Custer pflichtete ihm mit einem Lächeln bei, bevor er wissen wollte: „Wie ist das so, wenn man die Täter erwischt?“

Moretti stieß hörbar den Atem aus, um sich zu entspannen. Er wünschte sich, es wäre bereits soweit. „Ein Glücksgefühl ohnegleichen und das Wissen, dass der Kerl niemandem mehr wehtun kann, ist unvergleichlich!“

„Dann wollen wir hoffen, dass der Scheißkerl nicht cleverer ist als Sie!“ Damit hieb Custer in eine sehr empfindliche Stelle.
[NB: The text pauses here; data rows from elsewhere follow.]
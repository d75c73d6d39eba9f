use serde::Deserialize;
use thiserror::Error;

use crate::sandbox::{ExitError, RunOutput};
use crate::verdict::{self, CaseOutcome, Verdict};

/// Harness output that cannot be turned into case outcomes
#[derive(Debug, Error, Clone, PartialEq, Eq)]
pub enum InterpretError {
    #[error("failed to parse harness output: {reason}; raw output: {raw:?}")]
    Malformed { reason: String, raw: String },
    #[error("expected {expected} test results, got {found}; raw output: {raw:?}")]
    CaseCountMismatch {
        expected: usize,
        found: usize,
        raw: String,
    },
}

/// What the harness reported on its single output line
#[derive(Debug, Clone, PartialEq)]
pub enum HarnessReport {
    Completed(Vec<CaseOutcome>),
    /// The submission raised while running a case; no outcomes were kept
    Raised(String),
}

/// The harness may serialize `passed` either way
#[derive(Deserialize, Debug)]
#[serde(untagged)]
enum PassedFlag {
    Bool(bool),
    Text(String),
}

impl From<PassedFlag> for bool {
    fn from(flag: PassedFlag) -> Self {
        match flag {
            PassedFlag::Bool(b) => b,
            PassedFlag::Text(s) => s == "true",
        }
    }
}

#[derive(Deserialize, Debug)]
struct RawCaseOutcome {
    case: u32,
    #[serde(default)]
    input: String,
    expected: String,
    actual: String,
    passed: PassedFlag,
    #[serde(default)]
    execution_time: Option<f64>,
}

impl From<RawCaseOutcome> for CaseOutcome {
    fn from(raw: RawCaseOutcome) -> Self {
        Self {
            case: raw.case,
            input: raw.input,
            expected: raw.expected,
            actual: raw.actual,
            passed: raw.passed.into(),
            execution_time: raw.execution_time.unwrap_or(0.0),
        }
    }
}

#[derive(Deserialize, Debug)]
#[serde(untagged)]
enum HarnessRecord {
    Error { error: String },
    Case(RawCaseOutcome),
}

/// Turns a finished run into a verdict
///
/// `message` is the synthesizer's informational note and is carried onto
/// whatever verdict comes out.
pub fn interpret(output: RunOutput, expected_cases: usize, message: Option<String>) -> Verdict {
    let RunOutput {
        stdout,
        stderr,
        exit_error,
    } = output;

    let verdict = if let Some(exit_error) = exit_error {
        let summary = match exit_error {
            ExitError::TimedOut(_) => verdict::TIME_LIMIT_EXCEEDED,
            ExitError::LaunchFailed(_) | ExitError::NonZeroExit { .. } => {
                verdict::EXECUTION_FAILED
            }
        };
        let error = if stderr.trim().is_empty() {
            exit_error.to_string()
        } else {
            stderr
        };
        Verdict::failure(summary, error)
    } else if !stderr.trim().is_empty() {
        // Anything on stderr fails the run even when the interpreter exited cleanly
        log::debug!("Harness wrote to stderr: {stderr}");
        Verdict::failure(verdict::EXECUTION_FAILED, stderr)
    } else {
        match parse_report(&stdout, expected_cases) {
            Ok(HarnessReport::Completed(outcomes)) => Verdict::graded(outcomes, None),
            Ok(HarnessReport::Raised(error)) => Verdict::failure(verdict::RUNTIME_ERROR, error),
            Err(e) => Verdict::failure(verdict::PARSE_FAILED, e.to_string()),
        }
    };

    verdict.with_message(message)
}

/// Parses the last non-empty line of `stdout` as the harness payload
///
/// Earlier lines belong to the submission's own prints and are ignored.
pub fn parse_report(stdout: &str, expected_cases: usize) -> Result<HarnessReport, InterpretError> {
    let Some(line) = stdout.lines().rev().find(|l| !l.trim().is_empty()) else {
        return Err(InterpretError::Malformed {
            reason: "no output".to_string(),
            raw: stdout.to_string(),
        });
    };

    let records: Vec<HarnessRecord> =
        serde_json::from_str(line).map_err(|e| InterpretError::Malformed {
            reason: e.to_string(),
            raw: stdout.to_string(),
        })?;

    let mut outcomes = Vec::with_capacity(records.len());
    for record in records {
        match record {
            HarnessRecord::Error { error } => return Ok(HarnessReport::Raised(error)),
            HarnessRecord::Case(raw) => outcomes.push(CaseOutcome::from(raw)),
        }
    }

    if outcomes.len() != expected_cases {
        return Err(InterpretError::CaseCountMismatch {
            expected: expected_cases,
            found: outcomes.len(),
            raw: stdout.to_string(),
        });
    }

    Ok(HarnessReport::Completed(outcomes))
}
Aber Moretti wollte keinen weiteren ungelösten Fall, er wollte... nein, er musste den Killer schnappen! Und er machte es sich zu seiner persönlichen Aufgabe. Um den Jungen seine Gedanken nicht erkennen zu lassen, zuckte er lakonisch die Achseln. „Wir werden sehen!“ Es klang dennoch wie ein Versprechen, auch als er vielsagend fortfuhr: „Kommt Zeit, kommt Rat – kommt Attentat!“

„Wie bitte?“

Custer machte ein verduztes Gesicht, das Moretti trotz dem Ernst der Lage zum Lachen reizte. Er verkniff es sich und winkte verschmitzt mit einem verlegenen Grinsen ab: „Ach nichts.“ Ohne noch ein weiteres Wort zu sagen, wandte er sich ab und verließ den Raum. Er wollte seine Ruhe und hatte keine Lust mehr auf Custers Begleitung. Und schon gar nicht wollte er ihm mitteilen, dass er sich nun zur Entspannung in seinem Büro einen kleinen Beruhigungsschluck genehmigen würde.